### Exercise objective
Show each line of the listing in which the word "MemoryStore" occurs.

### Data to use

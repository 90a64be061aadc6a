use std::{net::SocketAddr, process, sync::Arc, time::Duration};

use kindred::{
    application::{
        admin::AdminPostService,
        error::AppError,
        popular::PopularPostsService,
        related::{RelatedPostsConfig, RelatedPostsService},
        repos::{PostsRepo, PostsWriteRepo},
        stats::PostStatsService,
    },
    cache::{
        CacheConfig, CacheService, EventQueue, InvalidationConsumer, InvalidationTrigger,
        KeyValueStore, MemoryStore, RestStore,
    },
    config::{self, CacheBackendKind},
    infra::{
        db::PostgresRepositories,
        error::InfraError,
        http::{self, AdminState, PublicState},
        telemetry,
    },
};
use tokio::try_join;
use tracing::{Dispatch, Level, dispatcher, error, info};
use tracing_subscriber::fmt as tracing_fmt;

#[tokio::main]
async fn main() {
    if let Err(error) = run().await {
        report_application_error(&error);
        process::exit(1);
    }
}

fn report_application_error(error: &AppError) {
    if dispatcher::has_been_set() {
        error!(error = %error, "application error");
        return;
    }

    let subscriber = tracing_fmt().with_max_level(Level::ERROR).finish();
    let dispatch = Dispatch::new(subscriber);
    dispatcher::with_default(&dispatch, || {
        error!(error = %error, "application error");
    });
}

async fn run() -> Result<(), AppError> {
    let (cli_args, settings) = config::load_with_cli()
        .map_err(|err| AppError::unexpected(format!("failed to load configuration: {err}")))?;

    let command = cli_args
        .command
        .unwrap_or(config::Command::Serve(Box::<config::ServeArgs>::default()));

    telemetry::init(&settings.logging).map_err(AppError::from)?;

    match command {
        config::Command::Serve(_) => run_serve(settings).await,
        config::Command::Migrate(_) => run_migrate(settings).await,
    }
}

async fn run_serve(settings: config::Settings) -> Result<(), AppError> {
    let repositories = init_repositories(&settings).await?;
    let app = build_application_context(repositories, &settings)?;

    // Background sweep for events left behind when immediate consumption is
    // interrupted (process restart, panic inside a handler).
    let consume_handle = if app.trigger.config().enabled {
        let trigger = app.trigger.clone();
        let interval_ms = trigger.config().auto_consume_interval_ms;
        Some(tokio::spawn(async move {
            let mut interval = tokio::time::interval(Duration::from_millis(interval_ms));
            interval.tick().await; // Skip the first immediate tick
            loop {
                interval.tick().await;
                trigger.consumer().consume().await;
            }
        }))
    } else {
        None
    };

    let result = serve_http(&settings, app.public_state, app.admin_state).await;

    if let Some(handle) = consume_handle {
        handle.abort();
        let _ = handle.await;
    }

    result
}

async fn run_migrate(settings: config::Settings) -> Result<(), AppError> {
    let database_url = settings
        .database
        .url
        .as_ref()
        .ok_or_else(|| InfraError::configuration("database url is not configured"))
        .map_err(AppError::from)?;

    let pool = PostgresRepositories::connect(database_url, settings.database.max_connections.get())
        .await
        .map_err(|err| AppError::from(InfraError::database(err.to_string())))?;

    PostgresRepositories::run_migrations(&pool)
        .await
        .map_err(|err| AppError::from(InfraError::database(err.to_string())))?;

    info!(target = "kindred::migrate", "Migrations applied");
    Ok(())
}

struct ApplicationContext {
    public_state: PublicState,
    admin_state: AdminState,
    trigger: Arc<InvalidationTrigger>,
}

async fn init_repositories(
    settings: &config::Settings,
) -> Result<Arc<PostgresRepositories>, AppError> {
    let database_url = settings
        .database
        .url
        .as_ref()
        .ok_or_else(|| InfraError::configuration("database url is not configured"))
        .map_err(AppError::from)?;

    let pool = PostgresRepositories::connect(database_url, settings.database.max_connections.get())
        .await
        .map_err(|err| AppError::from(InfraError::database(err.to_string())))?;

    PostgresRepositories::run_migrations(&pool)
        .await
        .map_err(|err| AppError::from(InfraError::database(err.to_string())))?;

    Ok(Arc::new(PostgresRepositories::new(pool)))
}

fn build_store(settings: &config::Settings) -> Result<Arc<dyn KeyValueStore>, AppError> {
    match settings.cache.backend {
        CacheBackendKind::Memory => Ok(Arc::new(MemoryStore::new(settings.cache.memory_capacity))),
        CacheBackendKind::Rest => {
            let url = settings
                .cache
                .rest_url
                .as_deref()
                .ok_or_else(|| InfraError::configuration("cache.rest_url is not configured"))
                .map_err(AppError::from)?;
            let token = settings
                .cache
                .rest_token
                .as_deref()
                .ok_or_else(|| InfraError::configuration("cache.rest_token is not configured"))
                .map_err(AppError::from)?;

            let store = RestStore::new(
                url,
                token,
                Duration::from_millis(settings.cache.rest_timeout_ms.get()),
            )
            .map_err(|err| AppError::from(InfraError::configuration(err.to_string())))?;

            Ok(Arc::new(store))
        }
    }
}

fn build_application_context(
    repositories: Arc<PostgresRepositories>,
    settings: &config::Settings,
) -> Result<ApplicationContext, AppError> {
    let posts_repo: Arc<dyn PostsRepo> = repositories.clone();
    let posts_write_repo: Arc<dyn PostsWriteRepo> = repositories;

    let cache = Arc::new(CacheService::new(build_store(settings)?));
    let cache_config = CacheConfig::from(&settings.cache);

    let queue = Arc::new(EventQueue::new());
    let consumer = Arc::new(InvalidationConsumer::new(
        cache_config.clone(),
        cache.clone(),
        posts_repo.clone(),
        queue.clone(),
    ));
    let trigger = Arc::new(InvalidationTrigger::new(cache_config, queue, consumer));

    let related = Arc::new(RelatedPostsService::new(
        posts_repo.clone(),
        cache.clone(),
        RelatedPostsConfig {
            min_similarity: settings.engagement.min_similarity,
            cache_limit: settings.engagement.related_cache_limit.get(),
            ttl: Duration::from_secs(settings.engagement.related_ttl_seconds.get()),
        },
    ));
    let stats = Arc::new(PostStatsService::new(
        cache.clone(),
        settings.engagement.max_likes_per_user.get(),
    ));
    let popular = Arc::new(PopularPostsService::new(cache));

    let admin_posts = Arc::new(AdminPostService::new(
        posts_repo.clone(),
        posts_write_repo,
        trigger.clone(),
    ));

    let public_state = PublicState {
        posts: posts_repo,
        related,
        stats,
        popular,
        user_hash_salt: Arc::new(settings.engagement.user_hash_salt.clone()),
    };

    let admin_state = AdminState {
        posts: admin_posts,
        token: settings.admin.token.clone().map(Arc::from),
    };

    Ok(ApplicationContext {
        public_state,
        admin_state,
        trigger,
    })
}

async fn serve_http(
    settings: &config::Settings,
    public_state: PublicState,
    admin_state: AdminState,
) -> Result<(), AppError> {
    let public_router = http::build_public_router(public_state);
    let admin_router = http::build_admin_router(admin_state);

    let public_listener = tokio::net::TcpListener::bind(settings.server.public_addr)
        .await
        .map_err(|err| AppError::from(InfraError::from(err)))?;
    let admin_listener = tokio::net::TcpListener::bind(settings.server.admin_addr)
        .await
        .map_err(|err| AppError::from(InfraError::from(err)))?;

    info!(
        public = %settings.server.public_addr,
        admin = %settings.server.admin_addr,
        "Listening"
    );

    let public_server = axum::serve(
        public_listener,
        public_router.into_make_service_with_connect_info::<SocketAddr>(),
    );
    let admin_server = axum::serve(admin_listener, admin_router.into_make_service());

    try_join!(public_server, admin_server)
        .map_err(|err| AppError::unexpected(format!("server error: {err}")))?;

    Ok(())
}
//! Kindred cache system.
//!
//! Engagement data lives in a key-value store behind two layers:
//!
//! - **Store backends**: an in-process memory store (TTL + LRU capacity) and
//!   a REST-protocol remote store for shared deployments.
//! - **`CacheService`**: typed get/set/delete with error containment — a
//!   store outage degrades features, it never fails a request.
//!
//! Invalidation is event-driven: write paths publish [`EventKind`] values to
//! an in-memory queue, and a consumer drains the queue and purges stale
//! related-post entries. The 24-hour TTL on those entries is the consistency
//! backstop for anything the opportunistic purge misses.

mod config;
mod consumer;
mod events;
pub mod keys;
mod lock;
mod rest;
mod service;
mod store;
mod trigger;

pub use config::CacheConfig;
pub use consumer::InvalidationConsumer;
pub use events::{CacheEvent, Epoch, EventKind, EventQueue};
pub use rest::RestStore;
pub use service::CacheService;
pub use store::{KeyValueStore, MemoryStore, StoreError, UpdateOp};
pub use trigger::InvalidationTrigger;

### Worked solution
        KeyValueStore, MemoryStore, RestStore,
        CacheBackendKind::Memory => Ok(Arc::new(MemoryStore::new(settings.cache.memory_capacity))),
pub use store::{KeyValueStore, MemoryStore, StoreError, UpdateOp};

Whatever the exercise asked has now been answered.